Health

COVID-19: HCQ fails in first randomised controlled trials in France, China

Both studies show significant adverse effects of the drug on moderate and serious patients

 
By Banjot Kaur
Last Updated: Saturday 16 May 2020

Anti-malarial drug Hydorxychloroquine (HCQ) — claimed by many to show promise in combating the novel coronavirus disease (COVID-19) — failed in two separate randomised controlled trials (RCTs) conducted in France and China. The results of the RCTs were published in journal the BMJ on May 15, 2020.

A number of in-vitro (lab-based) and observational studies were already performed on the drug as a potential therapeutic against COVID-19. The in-vitro results were positive, but observational studies showed mixed results.

The first RCT on the drug — conducted in China — however, dampened any potential against COVID-19.

Chloroquine and HCQ were both recommended for off-label use by Chinese national guidelines and the US Food and Drug Administration, despite unclear benefits, according to the paper.

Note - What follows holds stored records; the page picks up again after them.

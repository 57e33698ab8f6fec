//! Pooled byte buffers with in-flight accounting and back-pressure.
//!
//! Write and read-ahead buffers come out of bounded pools so a burst of
//! asynchronous I/O cannot run the client out of memory. A pool tracks the
//! bytes and buffer count currently in flight; acquisitions beyond the caps
//! park the caller until completions return buffers.
use std::collections::VecDeque;
use std::sync::{Arc, Weak};
use std::time::Duration;

use parking_lot::Mutex;
use tracing::*;

/// Hard cap on in-flight buffer count, guarding the remote protocol's
/// request-id space.
const MAX_INFLIGHT_BUFFERS: usize = 16384;
/// Poll period while parked on a saturated pool.
const ACQUIRE_POLL: Duration = Duration::from_millis(100);
/// Blocked-acquisition age after which the grace window opens.
const GRACE_AFTER: Duration = Duration::from_secs(200);
/// Length of the grace window during which the byte cap is doubled.
const GRACE_WINDOW: Duration = Duration::from_secs(60);

#[derive(Debug)]
struct PoolInner {
    queue: VecDeque<Vec<u8>>,
    queued_bytes: usize,
    inflight_bytes: usize,
    inflight_buffers: usize,
    /// Doubled byte cap until this instant; recovers buffer starvation when
    /// a failed remote handle still references pending buffers.
    grace_until: Option<tokio::time::Instant>,
    xoff: u64,
    nobuf: u64,
}

#[derive(Debug)]
pub struct BufferPool {
    name: &'static str,
    /// Buffers below this capacity are not worth pooling.
    nominal: usize,
    max_pooled: usize,
    max_inflight_bytes: usize,
    inner: Mutex<PoolInner>,
    weak: Weak<BufferPool>,
}

impl BufferPool {
    pub fn new(
        name: &'static str,
        max_pooled: usize,
        nominal: usize,
        max_inflight_bytes: usize,
    ) -> Arc<Self> {
        Arc::new_cyclic(|weak| Self {
            name,
            nominal,
            max_pooled,
            max_inflight_bytes,
            inner: Mutex::new(PoolInner {
                queue: VecDeque::new(),
                queued_bytes: 0,
                inflight_bytes: 0,
                inflight_buffers: 0,
                grace_until: None,
                xoff: 0,
                nobuf: 0,
            }),
            weak: weak.clone(),
        })
    }

    fn arc(&self) -> Arc<Self> {
        self.weak.upgrade().expect("pool alive while borrowed")
    }

    /// Blocking acquisition: parks until the pool has room, polling every
    /// 100 ms. After 200 s on one acquisition a 60 s grace window doubles
    /// the byte cap to break buffer-starvation dead-locks.
    pub async fn acquire(&self, size: usize) -> PooledBuffer {
        let started = tokio::time::Instant::now();
        loop {
            {
                let mut inner = self.inner.lock();
                if let Some(data) = self.take(&mut inner, size) {
                    return PooledBuffer {
                        data,
                        pool: self.arc(),
                    };
                }
                inner.xoff += 1;
                let blocked = started.elapsed();
                if blocked >= GRACE_AFTER && inner.grace_until.is_none() {
                    inner.grace_until = Some(tokio::time::Instant::now() + GRACE_WINDOW);
                    warn!(
                        pool = self.name,
                        blocked_s = blocked.as_secs(),
                        inflight_bytes = inner.inflight_bytes,
                        inflight_buffers = inner.inflight_buffers,
                        "granting grace buffers to break starvation"
                    );
                }
            }
            tokio::time::sleep(ACQUIRE_POLL).await;
        }
    }

    /// Non-blocking acquisition; `None` when the pool is saturated.
    pub fn try_acquire(&self, size: usize) -> Option<PooledBuffer> {
        let mut inner = self.inner.lock();
        match self.take(&mut inner, size) {
            Some(data) => Some(PooledBuffer {
                data,
                pool: self.arc(),
            }),
            None => {
                inner.nobuf += 1;
                None
            }
        }
    }

    fn take(&self, inner: &mut PoolInner, size: usize) -> Option<Vec<u8>> {
        let byte_cap = match inner.grace_until {
            Some(until) if tokio::time::Instant::now() < until => 2 * self.max_inflight_bytes,
            Some(_) => {
                inner.grace_until = None;
                self.max_inflight_bytes
            }
            None => self.max_inflight_bytes,
        };
        if inner.inflight_bytes >= byte_cap || inner.inflight_buffers >= MAX_INFLIGHT_BUFFERS {
            if inner.inflight_bytes >= byte_cap {
                debug!(
                    pool = self.name,
                    inflight = inner.inflight_bytes,
                    cap = byte_cap,
                    "in-flight bytes exceed pool cap"
                );
            }
            return None;
        }
        inner.inflight_buffers += 1;
        let data = if inner.queue.is_empty() || size > self.nominal {
            vec![0u8; size]
        } else {
            let mut data = inner.queue.pop_front().unwrap();
            inner.queued_bytes -= data.capacity();
            data.resize(size, 0);
            data
        };
        inner.inflight_bytes += data.capacity();
        Some(data)
    }

    fn release(&self, data: Vec<u8>) {
        let mut inner = self.inner.lock();
        inner.inflight_bytes = inner.inflight_bytes.saturating_sub(data.capacity());
        debug_assert!(inner.inflight_buffers > 0, "pool refcount underflow");
        inner.inflight_buffers = inner.inflight_buffers.saturating_sub(1);
        if inner.queue.len() >= self.max_pooled || data.capacity() < self.nominal {
            return;
        }
        let mut data = data;
        // zeroed before reuse
        data.clear();
        data.resize(self.nominal, 0);
        data.shrink_to_fit();
        inner.queued_bytes += data.capacity();
        inner.queue.push_back(data);
    }

    pub fn inflight_bytes(&self) -> usize {
        self.inner.lock().inflight_bytes
    }
    pub fn inflight_buffers(&self) -> usize {
        self.inner.lock().inflight_buffers
    }
    pub fn queued_bytes(&self) -> usize {
        self.inner.lock().queued_bytes
    }
    /// Number of times an acquisition had to park.
    pub fn xoff(&self) -> u64 {
        self.inner.lock().xoff
    }
    /// Number of non-blocking acquisitions that came back empty.
    pub fn nobuf(&self) -> u64 {
        self.inner.lock().nobuf
    }
}

/// A buffer checked out of a [`BufferPool`]; returns itself on drop.
pub struct PooledBuffer {
    data: Vec<u8>,
    pool: Arc<BufferPool>,
}

impl PooledBuffer {
    pub fn len(&self) -> usize {
        self.data.len()
    }
    pub fn is_empty(&self) -> bool {
        self.data.is_empty()
    }
    pub fn as_slice(&self) -> &[u8] {
        &self.data
    }
    pub fn as_mut_slice(&mut self) -> &mut [u8] {
        &mut self.data
    }
    pub fn resize(&mut self, len: usize) {
        self.data.resize(len, 0);
    }
    /// Replace the buffer contents.
    pub fn fill_from(&mut self, src: &[u8]) {
        self.data.resize(src.len(), 0);
        self.data.copy_from_slice(src);
    }
}

impl std::ops::Deref for PooledBuffer {
    type Target = [u8];
    fn deref(&self) -> &[u8] {
        &self.data
    }
}
impl std::ops::DerefMut for PooledBuffer {
    fn deref_mut(&mut self) -> &mut [u8] {
        &mut self.data
    }
}

impl Drop for PooledBuffer {
    fn drop(&mut self) {
        self.pool.release(std::mem::take(&mut self.data));
    }
}

impl std::fmt::Debug for PooledBuffer {
    fn fmt(&self, f: &mut std::fmt::Formatter) -> std::fmt::Result {
        write!(f, "PooledBuffer[{}]", self.data.len())
    }
}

“US President Donald Trump also recently recommended use of HCQ. Such a presidential endorsement stimulated a rapid increase in demand for HCQ, which obscured its negative aspects,” the paper said.

The Indian Council of Medical Research (ICMR), in fact, also prescribed the drug as ‘prophylactic (preventive) treatment’ for healthcare workers, serious patients and contacts of confirmed cases.

Chinese Study

One hundred and fifty patients suffering from mild to moderate forms of COVID-19 were enrolled from the Chinese province of Hubei, Henan and Anhui for the study, which claimed it was the first RCT ever conducted for the evaluation of HCQ.

They were divided into two groups: One that received HCQ plus the normal standard of care and the other that received only care. Two-hundred milligrams (mg) of HCQ was given to the patients everyday for three days, followed by a maintenance dose of 800 mg daily for the remaining days.

The target was to see if there was a negative conversion of the SARS-CoV-2 virus (being free of the virus) in patients within 28 days. Out of 150 patients, 109 showed this result.

Of these, 53 received HCQ plus normal standard of care, while 56 received only care. “The probability of negative conversion by 28 days in the standard of care plus HCQ group was 85.4 per cent, similar to that in the standard of care group that is, 81.3 per cent,” the study pointed out.

“The difference between groups was 4.1 per cent,” the study added, showing there was no significant achievement due to HCQ in the patients.

The drug, however, was reported to have significant side-effects by the study.

“The overall frequency of adverse events was significantly higher in HCQ recipients than in non-recipients,” the study showed. Gastro-intestinal events, particularly diarrhoea, were most commonly reported, similar to another study that used a high dose of HCQ, according to the study.

“Transient blurred vision was reported in one patient whose symptoms recovered two days after discontinuation of HCQ,” it said.

French study

The French RCT — conducted in March — involved those who were severely affected by COVID-19. Patients were eligible for this study if they were aged between 18 and 80 years, had confirmed SARS-CoV-2 infections and needed oxygen through masks or nasal prongs.

Among the 181 patients eligible for analysis, 84 received HCQ within 48 hours of admission (treatment group) and eight who received the drug after 48 hours, while 89 did not receive HCQ at all (control group).

The treatment group was compared to the control group.

The study found the survival rate without transfer to the intensive care unit (ICU) on day 21 was 76 per cent in the treatment group, compared to 75 per cent in the control group.

Overall survival on day 21 was 89 per cent in the treatment group and 91 per cent in the control group.

“We found that HCQ treatment at 600 mg per day added to standard care was not associated with a reduction of admissions to the intensive care unit or death in 21 days after hospital admission compared with standard care alone,” the study noted.

The rate of survival without acute respiratory distress syndrome did not increase either, according to the study.

These results remained unchanged when the eight patients who received HCQ after 48 hours were included in the analysis. This study too pointed out significant side-effects of the drug, including sudden cardiac death.

The deaths of at least two healthcare workers in India, according to media reports — one from Assam and the other from Maharashtra’s Mumbai — allegedly took place after they consumed HCQ. ICMR, however, never conducted a scientific inquiry into the deaths, the real cause of their deaths could not be ascertained.